仅将唯一值上传到 Big Query

Question

I am trying to load a CSV file to the Big Query.我正在尝试将 CSV 文件加载到 Big Query。 My CSV file could contain duplicate rows.我的 CSV 文件可能包含重复的行。 I am seeking help to know if there is a way, I could upload only the unique values from the CSV file using bq load command from CLI.我正在寻求帮助以了解是否有办法，我可以使用 CLI 中的 bq load 命令仅上传 CSV 文件中的唯一值。

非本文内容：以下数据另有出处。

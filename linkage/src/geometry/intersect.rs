// Robust segment-segment intersection using f64 with tolerances.
// Classifies proper crossings, endpoint touches, and collinear overlaps.

use crate::model::Point;

#[derive(Debug, Clone, Copy, PartialEq)]
pub enum SegIntersection {
    None,
    // Proper interior intersection (not at endpoints within tolerance)
    Proper { t: f64, u: f64, x: f64, y: f64 },
    // Touch at endpoints (may be both endpoints). t/u may be 0 or 1 within tolerance
    Touch { t: f64, u: f64, x: f64, y: f64 },
    // Collinear overlapping span: parameter range on the first segment (inclusive, ordered)
    CollinearOverlap { t0: f64, t1: f64 },
}

impl SegIntersection {
    /// Parameter on the first segment of the earliest shared point.
    pub fn first_t(&self) -> Option<f64> {
        match *self {
            SegIntersection::None => None,
            SegIntersection::Proper { t, .. } | SegIntersection::Touch { t, .. } => Some(t),
            SegIntersection::CollinearOverlap { t0, .. } => Some(t0),
        }
    }
}

#[inline]
fn orient(ax: f64, ay: f64, bx: f64, by: f64, cx: f64, cy: f64) -> f64 {
    (bx - ax) * (cy - ay) - (by - ay) * (cx - ax)
}

#[inline]
fn within_eps(x: f64, eps: f64) -> bool { x.abs() <= eps }

#[inline]
fn clamp01f64(x: f64) -> f64 { x.clamp(0.0, 1.0) }

// Project CD onto AB's dominant axis and compute the overlapping t-range on AB.
fn collinear_overlap(ax: f64, ay: f64, bx: f64, by: f64,
                     cx: f64, cy: f64, dx: f64, dy: f64,
                     eps: f64) -> SegIntersection {
    let use_x = (bx - ax).abs() >= (by - ay).abs();
    let (pa1, pa2, pc1, pc2) = if use_x { (ax, bx, cx, dx) } else { (ay, by, cy, dy) };
    let len_ab = pa2 - pa1;
    if within_eps(len_ab, eps) {
        // AB is a point lying on CD
        return SegIntersection::Touch { t: 0.0, u: 0.0, x: ax, y: ay };
    }
    let t_c1 = (pc1 - pa1) / len_ab;
    let t_c2 = (pc2 - pa1) / len_ab;
    let lo = t_c1.min(t_c2);
    let hi = t_c1.max(t_c2);
    if hi < -eps || lo > 1.0 + eps { return SegIntersection::None; }
    let lo = lo.max(0.0);
    let hi = hi.min(1.0);
    if hi < lo { return SegIntersection::None; }
    SegIntersection::CollinearOverlap { t0: lo, t1: hi }
}

pub fn intersect_segments(a: Point, b: Point, c: Point, d: Point,
                          eps_pos: f32, eps_denom: f32) -> SegIntersection {
    let ax = a.x as f64; let ay = a.y as f64; let bx = b.x as f64; let by = b.y as f64;
    let cx = c.x as f64; let cy = c.y as f64; let dx = d.x as f64; let dy = d.y as f64;
    let eps = eps_pos as f64;
    let denom_eps = eps_denom as f64;

    let o1 = orient(ax, ay, bx, by, cx, cy);
    let o2 = orient(ax, ay, bx, by, dx, dy);
    let o3 = orient(cx, cy, dx, dy, ax, ay);
    let o4 = orient(cx, cy, dx, dy, bx, by);

    if within_eps(o1, eps) && within_eps(o2, eps) && within_eps(o3, eps) && within_eps(o4, eps) {
        return collinear_overlap(ax, ay, bx, by, cx, cy, dx, dy, eps);
    }

    let inter1 = (o1 > 0.0 && o2 < 0.0) || (o1 < 0.0 && o2 > 0.0) || within_eps(o1, eps) || within_eps(o2, eps);
    let inter2 = (o3 > 0.0 && o4 < 0.0) || (o3 < 0.0 && o4 > 0.0) || within_eps(o3, eps) || within_eps(o4, eps);
    if !(inter1 && inter2) {
        return SegIntersection::None;
    }

    let r_x = bx - ax; let r_y = by - ay;
    let s_x = dx - cx; let s_y = dy - cy;
    let rxs = r_x * s_y - r_y * s_x;
    let q_p_x = cx - ax; let q_p_y = cy - ay;
    let qpxr = q_p_x * r_y - q_p_y * r_x;

    if within_eps(rxs, denom_eps) {
        // Parallel but not collinear (already handled)
        return SegIntersection::None;
    }

    let t = (q_p_x * s_y - q_p_y * s_x) / rxs;
    let u = qpxr / rxs;
    let x = ax + t * r_x;
    let y = ay + t * r_y;

    let is_touch = within_eps(t, eps) || within_eps(1.0 - t, eps) || within_eps(u, eps) || within_eps(1.0 - u, eps);

    if is_touch {
        SegIntersection::Touch { t: clamp01f64(t), u: clamp01f64(u), x, y }
    } else if t >= -eps && t <= 1.0 + eps && u >= -eps && u <= 1.0 + eps {
        SegIntersection::Proper { t, u, x, y }
    } else {
        SegIntersection::None
    }
}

For example, if my CSV file contain below values:例如，如果我的 CSV 文件包含以下值：

emp_id, emp_name
1,a
2,b
3,c
1,a
4,d
5,e
3,c

I want only the unique values to be uploaded to the Big Query Table:我只想将唯一值上传到大查询表：

emp_id, emp_name
1,a
2,b
3,c
4,d
5,e

Currently I am removing the duplicate values manually before uploading to the Big Query Table.目前我在上传到大查询表之前手动删除重复值。 I am expecting to know if there is a switch/parameter, I could use to upload only unique values using "bq load" command from cloud shell.我希望知道是否有开关/参数，我可以使用来自云 shell 的“bq load”命令仅上传唯一值。

Answer 1

bq load is not capable of applying any transform to your data. bq load无法对您的数据应用任何转换。 What you can do is pre process your file prior to loading it via bq load .您可以做的是在通过bq load加载文件之前预处理您的文件。 You can use the command below in cloud shell to remove duplicates:您可以在云 shell 中使用以下命令删除重复项：

head -1 test.csv > temp && sort -u test.csv | head -n -1 > temp_2 && cat temp temp_2 > new_test.csv && rm temp*

Assuming test.csv contains your data, the command above gets the header saving it to temp .假设test.csv包含您的数据，上面的命令获取 header 并将其保存到temp 。 Then separately it gets the unique values and saves it to temp_2 .然后分别获取唯一值并将其保存到temp_2 。 Build the clean file by concatenating temp and temp_2 and naming the file as new_test.csv .通过连接temp和temp_2并将文件命名为new_test.csv来构建干净的文件。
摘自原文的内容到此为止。